• _YOUR TASK_
Copy out each line of the entries where the word "start" is present.

-------------------------

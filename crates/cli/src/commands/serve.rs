//! `fundwise serve`: start the HTTP gateway.

use fundwise_config::AppConfig;

pub async fn run(port_override: Option<u16>) -> Result<(), Box<dyn std::error::Error>> {
    let mut config = AppConfig::load().map_err(|e| format!("Failed to load config: {e}"))?;

    if let Some(port) = port_override {
        config.gateway.port = port;
    }

    if !config.has_api_key() {
        return Err("No API key configured. Set ANTHROPIC_API_KEY or FUNDWISE_API_KEY.".into());
    }

    println!("fundwise gateway");
    println!("   Listening: {}:{}", config.gateway.host, config.gateway.port);
    println!("   Model:     {}", config.model);
    println!("   Rounds:    {}", config.orchestrator.max_rounds);

    fundwise_gateway::start(config).await?;

    Ok(())
}
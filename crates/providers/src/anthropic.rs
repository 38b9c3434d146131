//! Anthropic Messages API streaming provider.
//!
//! Features:
//! - `x-api-key` header authentication (not Bearer)
//! - `anthropic-version` header
//! - System prompt as top-level field
//! - Native tool use with `tool_use` / `tool_result` content blocks
//! - Image and PDF attachments as `image` / `document` blocks
//! - Streaming via SSE, translated into provider-neutral [`StreamEvent`]s

use async_trait::async_trait;
use fundwise_core::error::ProviderError;
use fundwise_core::message::{AttachmentKind, ContentBlock, Message, Role};
use fundwise_core::provider::*;
use futures::StreamExt;
use serde::Serialize;
use tokio::sync::mpsc;
use tracing::{debug, trace, warn};

const ANTHROPIC_VERSION: &str = "2023-06-01";
pub const DEFAULT_BASE_URL: &str = "https://api.anthropic.com";
const DEFAULT_MAX_TOKENS: u32 = 4096;
const STREAM_BUFFER: usize = 64;

/// Anthropic native Messages API provider.
pub struct AnthropicProvider {
    name: String,
    base_url: String,
    api_key: String,
    client: reqwest::Client,
}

-------------------------

• _SOLVED EXERCISE_
//! `fundwise serve`: start the HTTP gateway.
    fundwise_gateway::start(config).await?;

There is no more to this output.